### WHAT TO PRODUCE
In the data below, how many lines contain the word "when"? Answer with the number alone.

★ ★ ★ ★

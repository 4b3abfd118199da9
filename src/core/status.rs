// ─── Status Events ───
// `{step, status}` progress lines for whatever front end drives the run.

use std::io::Write;
use std::sync::Mutex;

use serde::Serialize;
use tracing::warn;

/// Phase boundaries of a run.
#[derive(Debug, Clone, Copy, PartialEq, Eq, Serialize)]
#[serde(rename_all = "snake_case")]
pub enum Step {
    IdentityCheck,
    Restore,
    IdentityRefresh,
    Launch,
    WaitForStart,
    WaitForExit,
    Upload,
}

#[derive(Debug, Clone, Copy, PartialEq, Eq, Serialize)]
#[serde(rename_all = "snake_case")]
pub enum StepStatus {
    Started,
    Completed,
    Skipped,
    Failed,
}

#[derive(Debug, Clone, Copy, PartialEq, Eq, Serialize)]
pub struct StatusEvent {
    pub step: Step,
    pub status: StepStatus,
}

impl StatusEvent {
    pub fn new(step: Step, status: StepStatus) -> Self {
        Self { step, status }
    }
}

pub trait StatusSink: Send + Sync {
    fn emit(&self, event: StatusEvent);
}

/// Writes each event as one JSON object per line and flushes immediately.
pub struct JsonLinesSink<W: Write + Send> {
    out: Mutex<W>,
}

impl<W: Write + Send> JsonLinesSink<W> {
    pub fn new(out: W) -> Self {
        Self {
            out: Mutex::new(out),
        }
    }

    pub fn into_inner(self) -> W {
        self.out
            .into_inner()
            .unwrap_or_else(|poisoned| poisoned.into_inner())
    }
}

impl JsonLinesSink<std::io::Stdout> {
    pub fn stdout() -> Self {
        Self::new(std::io::stdout())
    }
}

impl<W: Write + Send> StatusSink for JsonLinesSink<W> {
    fn emit(&self, event: StatusEvent) {
        let line = match serde_json::to_string(&event) {
            Ok(line) => line,
            Err(e) => {
                warn!("Cannot serialize status event {:?}: {}", event, e);
                return;
            }
        };

        let mut out = self
            .out
            .lock()
            .unwrap_or_else(|poisoned| poisoned.into_inner());
        if let Err(e) = writeln!(out, "{line}").and_then(|_| out.flush()) {
            warn!("Cannot write status event: {}", e);
        }
    }
}

/// Drops every event. Used by the one-shot subcommands.
pub struct NullSink;

impl StatusSink for NullSink {
    fn emit(&self, _event: StatusEvent) {}
}
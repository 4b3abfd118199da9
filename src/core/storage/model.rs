use chrono::{DateTime, Utc};
use serde::{Deserialize, Serialize};

/// Whether a remote entry is a folder or a file with content.
#[derive(Debug, Clone, Copy, Serialize, Deserialize, PartialEq, Eq, Hash)]
#[serde(rename_all = "lowercase")]
pub enum EntryKind {
    Folder,
    File,
}

/// Handle to a remote folder. The id is assigned by the store.
#[derive(Debug, Clone, PartialEq, Eq, Hash)]
pub struct FolderRef {
    pub id: String,
    pub name: String,
}

/// Handle to a remote file.
#[derive(Debug, Clone, PartialEq, Eq)]
pub struct FileRef {
    pub id: String,
    pub title: String,
    /// Content checksum reported by the store, when it offers one.
    pub md5: Option<String>,
}

/// A direct child of a remote folder, as reported by a listing.
#[derive(Debug, Clone, PartialEq, Eq)]
pub struct RemoteEntry {
    pub id: String,
    pub title: String,
    pub kind: EntryKind,
    pub parent: Option<String>,
    pub modified_at: Option<DateTime<Utc>>,
    pub md5: Option<String>,
}

impl RemoteEntry {
    pub fn is_folder(&self) -> bool {
        self.kind == EntryKind::Folder
    }

    pub fn as_folder(&self) -> Option<FolderRef> {
        self.is_folder().then(|| FolderRef {
            id: self.id.clone(),
            name: self.title.clone(),
        })
    }

    pub fn as_file(&self) -> Option<FileRef> {
        (!self.is_folder()).then(|| FileRef {
            id: self.id.clone(),
            title: self.title.clone(),
            md5: self.md5.clone(),
        })
    }
}

/// Structured listing filter, translated by each store implementation.
///
/// Every populated field narrows the result; `parent: None` means "any
/// location". Trashed entries are excluded unless `include_trashed` is set.
#[derive(Debug, Clone, Default, PartialEq, Eq)]
pub struct EntryQuery {
    pub parent: Option<String>,
    pub title: Option<String>,
    pub kind: Option<EntryKind>,
    pub include_trashed: bool,
}

impl EntryQuery {
    /// All direct children of `folder`.
    pub fn children_of(folder: &FolderRef) -> Self {
        Self {
            parent: Some(folder.id.clone()),
            ..Self::default()
        }
    }

    /// Folders called `name`, optionally restricted to one parent.
    pub fn folder_named(name: &str, parent: Option<&FolderRef>) -> Self {
        Self {
            parent: parent.map(|p| p.id.clone()),
            title: Some(name.to_string()),
            kind: Some(EntryKind::Folder),
            include_trashed: false,
        }
    }

    /// Files titled `title` directly inside `parent`.
    pub fn file_named(title: &str, parent: &FolderRef) -> Self {
        Self {
            parent: Some(parent.id.clone()),
            title: Some(title.to_string()),
            kind: Some(EntryKind::File),
            include_trashed: false,
        }
    }

    /// In-process evaluation, used by stores without a query language.
    pub fn matches(&self, entry: &RemoteEntry, trashed: bool) -> bool {
        if trashed && !self.include_trashed {
            return false;
        }
        if let Some(parent) = &self.parent {
            if entry.parent.as_deref() != Some(parent.as_str()) {
                return false;
            }
        }
        if let Some(title) = &self.title {
            if &entry.title != title {
                return false;
            }
        }
        if let Some(kind) = self.kind {
            if entry.kind != kind {
                return false;
            }
        }
        true
    }
}
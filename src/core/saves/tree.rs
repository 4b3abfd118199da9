use std::path::{Path, PathBuf};

use tracing::{debug, info, warn};

use super::model::{LayoutMode, LocalWorldEntry, INSTANCE_SAVES_DIR};
use crate::core::error::{SyncError, SyncResult};

/// Sibling of the saves root receiving pre-restore copies.
const BACKUP_DIR_NAME: &str = "backupsSave";

/// Reads and mutates the local save tree. Nothing else writes under the root.
#[derive(Debug, Clone)]
pub struct SaveTree {
    root: PathBuf,
    mode: LayoutMode,
}

impl SaveTree {
    pub fn new(root: PathBuf, mode: LayoutMode) -> Self {
        Self { root, mode }
    }

    pub fn root(&self) -> &Path {
        &self.root
    }

    pub fn mode(&self) -> LayoutMode {
        self.mode
    }

    /// `<root>/../backupsSave`
    pub fn backup_dir(&self) -> PathBuf {
        match self.root.parent() {
            Some(parent) if !parent.as_os_str().is_empty() => parent.join(BACKUP_DIR_NAME),
            _ => self.root.join("..").join(BACKUP_DIR_NAME),
        }
    }

    /// `<root>/<instance>/saves`
    pub fn instance_saves_dir(&self, instance: &str) -> PathBuf {
        self.root.join(instance).join(INSTANCE_SAVES_DIR)
    }

    /// Every world under the root for the active layout, sorted by key.
    pub async fn list_entries(&self) -> SyncResult<Vec<LocalWorldEntry>> {
        let mut entries = Vec::new();

        match self.mode {
            LayoutMode::Flat => {
                for (world, path) in read_subdirs(&self.root).await? {
                    entries.push(LocalWorldEntry {
                        instance: None,
                        world,
                        path,
                    });
                }
            }
            LayoutMode::Nested => {
                for instance in self.list_instances().await? {
                    let saves_dir = self.instance_saves_dir(&instance);
                    let worlds = read_subdirs(&saves_dir).await?;
                    if worlds.is_empty() {
                        warn!("Instance '{}' has no saves", instance);
                        continue;
                    }
                    for (world, path) in worlds {
                        entries.push(LocalWorldEntry {
                            instance: Some(instance.clone()),
                            world,
                            path,
                        });
                    }
                }
            }
        }

        entries.sort_by_key(LocalWorldEntry::key);
        debug!("Found {} local worlds under {:?}", entries.len(), self.root);
        Ok(entries)
    }

    /// Instances that have a `saves` directory. Always empty in the flat layout.
    pub async fn list_instances(&self) -> SyncResult<Vec<String>> {
        if self.mode == LayoutMode::Flat {
            return Ok(Vec::new());
        }

        let mut instances = Vec::new();
        for (instance, path) in read_subdirs(&self.root).await? {
            if path.join(INSTANCE_SAVES_DIR).is_dir() {
                instances.push(instance);
            } else {
                debug!("Skipping '{}': no saves directory", instance);
            }
        }
        Ok(instances)
    }

    /// Delete everything inside `path` but keep `path` itself. A missing
    /// directory is created and counts as cleared.
    pub async fn clear_directory(path: &Path) -> SyncResult<()> {
        if !path.exists() {
            tokio::fs::create_dir_all(path)
                .await
                .map_err(|source| SyncError::Io {
                    path: path.to_path_buf(),
                    source,
                })?;
            return Ok(());
        }

        let mut children = tokio::fs::read_dir(path)
            .await
            .map_err(|source| SyncError::Io {
                path: path.to_path_buf(),
                source,
            })?;

        while let Some(child) = children
            .next_entry()
            .await
            .map_err(|source| SyncError::Io {
                path: path.to_path_buf(),
                source,
            })?
        {
            let child_path = child.path();
            let file_type = child.file_type().await.map_err(|source| SyncError::Io {
                path: child_path.clone(),
                source,
            })?;
            let removed = if file_type.is_dir() {
                tokio::fs::remove_dir_all(&child_path).await
            } else {
                tokio::fs::remove_file(&child_path).await
            };
            removed.map_err(|source| SyncError::Io {
                path: child_path,
                source,
            })?;
        }

        debug!("Cleared {:?}", path);
        Ok(())
    }

    /// Move a world directory, creating the destination's parents.
    ///
    /// A plain rename when possible; when the rename fails (different
    /// filesystems) the tree is copied and the source removed.
    pub async fn move_entry(from: &Path, to: &Path) -> SyncResult<()> {
        if to.exists() {
            return Err(SyncError::DestinationExists(to.to_path_buf()));
        }
        if let Some(parent) = to.parent() {
            tokio::fs::create_dir_all(parent)
                .await
                .map_err(|source| SyncError::Io {
                    path: parent.to_path_buf(),
                    source,
                })?;
        }

        match tokio::fs::rename(from, to).await {
            Ok(()) => {}
            Err(rename_err) => {
                info!(
                    "Rename {:?} -> {:?} failed ({}), copying instead",
                    from, to, rename_err
                );
                let (src, dst) = (from.to_path_buf(), to.to_path_buf());
                tokio::task::spawn_blocking(move || {
                    copy_dir_recursive(&src, &dst)?;
                    std::fs::remove_dir_all(&src).map_err(|e| SyncError::Io {
                        path: src.clone(),
                        source: e,
                    })
                })
                .await
                .map_err(|e| SyncError::Other(format!("move task failed: {e}")))??;
            }
        }

        debug!("Moved {:?} -> {:?}", from, to);
        Ok(())
    }
}

/// Immediate subdirectories of `path` as `(name, path)`, sorted by name.
/// A missing directory yields nothing.
async fn read_subdirs(path: &Path) -> SyncResult<Vec<(String, PathBuf)>> {
    let mut found = Vec::new();
    if !path.exists() {
        return Ok(found);
    }

    let mut children = tokio::fs::read_dir(path)
        .await
        .map_err(|source| SyncError::Io {
            path: path.to_path_buf(),
            source,
        })?;

    while let Some(child) = children
        .next_entry()
        .await
        .map_err(|source| SyncError::Io {
            path: path.to_path_buf(),
            source,
        })?
    {
        let child_path = child.path();
        if !child_path.is_dir() {
            continue;
        }
        match child.file_name().into_string() {
            Ok(name) => found.push((name, child_path)),
            Err(raw) => warn!("Skipping directory with non UTF-8 name {:?}", raw),
        }
    }

    found.sort();
    Ok(found)
}

fn copy_dir_recursive(source: &Path, destination: &Path) -> SyncResult<()> {
    std::fs::create_dir_all(destination).map_err(|e| SyncError::Io {
        path: destination.to_path_buf(),
        source: e,
    })?;

    let entries = std::fs::read_dir(source).map_err(|e| SyncError::Io {
        path: source.to_path_buf(),
        source: e,
    })?;
    for entry in entries {
        let entry = entry?;
        let src_path = entry.path();
        let dst_path = destination.join(entry.file_name());
        let file_type = entry.file_type()?;

        if file_type.is_dir() {
            copy_dir_recursive(&src_path, &dst_path)?;
        } else if file_type.is_file() {
            std::fs::copy(&src_path, &dst_path).map_err(|e| SyncError::Io {
                path: src_path.clone(),
                source: e,
            })?;
        }
    }

    Ok(())
}

#[cfg(test)]
mod tests {
    use super::*;

    fn world(root: &Path, rel: &str) {
        let dir = root.join(rel);
        std::fs::create_dir_all(&dir).unwrap();
        std::fs::write(dir.join("level.dat"), rel.as_bytes()).unwrap();
    }

    #[tokio::test]
    async fn flat_layout_lists_directories_only() {
        let tmp = tempfile::tempdir().unwrap();
        let root = tmp.path().join("saves");
        world(&root, "world2");
        world(&root, "world1");
        std::fs::write(root.join("machine_id.json"), b"{}").unwrap();
        std::fs::write(root.join("stray.zip"), b"PK").unwrap();

        let tree = SaveTree::new(root.clone(), LayoutMode::Flat);
        let keys: Vec<String> = tree
            .list_entries()
            .await
            .unwrap()
            .iter()
            .map(LocalWorldEntry::key)
            .collect();

        assert_eq!(keys, vec!["world1", "world2"]);
        assert!(tree.list_instances().await.unwrap().is_empty());
    }

    #[tokio::test]
    async fn nested_layout_skips_instances_without_saves() {
        let tmp = tempfile::tempdir().unwrap();
        let root = tmp.path().join("Instances");
        world(&root, "instanceA/saves/survival");
        world(&root, "instanceA/saves/creative");
        std::fs::create_dir_all(root.join("instanceB/mods")).unwrap();
        std::fs::create_dir_all(root.join("instanceC/saves")).unwrap();

        let tree = SaveTree::new(root, LayoutMode::Nested);
        let keys: Vec<String> = tree
            .list_entries()
            .await
            .unwrap()
            .iter()
            .map(LocalWorldEntry::key)
            .collect();

        assert_eq!(
            keys,
            vec!["instanceA/saves/creative", "instanceA/saves/survival"]
        );
        assert_eq!(
            tree.list_instances().await.unwrap(),
            vec!["instanceA", "instanceC"]
        );
    }

    #[tokio::test]
    async fn missing_root_has_no_content() {
        let tmp = tempfile::tempdir().unwrap();
        let tree = SaveTree::new(tmp.path().join("nope"), LayoutMode::Flat);
        assert!(tree.list_entries().await.unwrap().is_empty());
    }

    #[tokio::test]
    async fn clear_directory_keeps_the_directory() {
        let tmp = tempfile::tempdir().unwrap();
        let backup = tmp.path().join("backupsSave");
        world(&backup, "old/nested");
        std::fs::write(backup.join("loose.txt"), b"x").unwrap();

        SaveTree::clear_directory(&backup).await.unwrap();

        assert!(backup.is_dir());
        assert_eq!(std::fs::read_dir(&backup).unwrap().count(), 0);
    }

    #[tokio::test]
    async fn clear_directory_creates_missing_path() {
        let tmp = tempfile::tempdir().unwrap();
        let backup = tmp.path().join("backupsSave");

        SaveTree::clear_directory(&backup).await.unwrap();
        assert!(backup.is_dir());
    }

    #[tokio::test]
    async fn move_entry_creates_parents_and_refuses_overwrite() {
        let tmp = tempfile::tempdir().unwrap();
        world(tmp.path(), "saves/world1");
        let from = tmp.path().join("saves/world1");
        let to = tmp.path().join("backupsSave/instanceA/saves/world1");

        SaveTree::move_entry(&from, &to).await.unwrap();
        assert!(!from.exists());
        assert_eq!(
            std::fs::read(to.join("level.dat")).unwrap(),
            b"saves/world1"
        );

        world(tmp.path(), "saves/world1");
        let err = SaveTree::move_entry(&from, &to).await.unwrap_err();
        assert!(matches!(err, SyncError::DestinationExists(_)));
        assert!(from.exists());
    }

    #[test]
    fn backup_dir_is_sibling_of_root() {
        let tree = SaveTree::new(PathBuf::from("/home/steve/.minecraft/saves"), LayoutMode::Flat);
        assert_eq!(
            tree.backup_dir(),
            PathBuf::from("/home/steve/.minecraft/backupsSave")
        );
    }

    #[test]
    fn copy_fallback_copies_nested_tree() {
        let tmp = tempfile::tempdir().unwrap();
        world(tmp.path(), "src/region");
        copy_dir_recursive(&tmp.path().join("src"), &tmp.path().join("dst")).unwrap();
        assert_eq!(
            std::fs::read(tmp.path().join("dst/region/level.dat")).unwrap(),
            b"src/region"
        );
    }
}
use std::time::Duration;

use reqwest::Client;

const CONNECT_TIMEOUT: Duration = Duration::from_secs(20);
/// Archives of large worlds take a while on slow uplinks.
const REQUEST_TIMEOUT: Duration = Duration::from_secs(300);

/// Client shared by every remote call of a run.
pub fn build_http_client() -> reqwest::Result<Client> {
    Client::builder()
        .user_agent(concat!("craftsync/", env!("CARGO_PKG_VERSION")))
        .connect_timeout(CONNECT_TIMEOUT)
        .timeout(REQUEST_TIMEOUT)
        .build()
}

★ ★ ★ ★

### ANSWER
2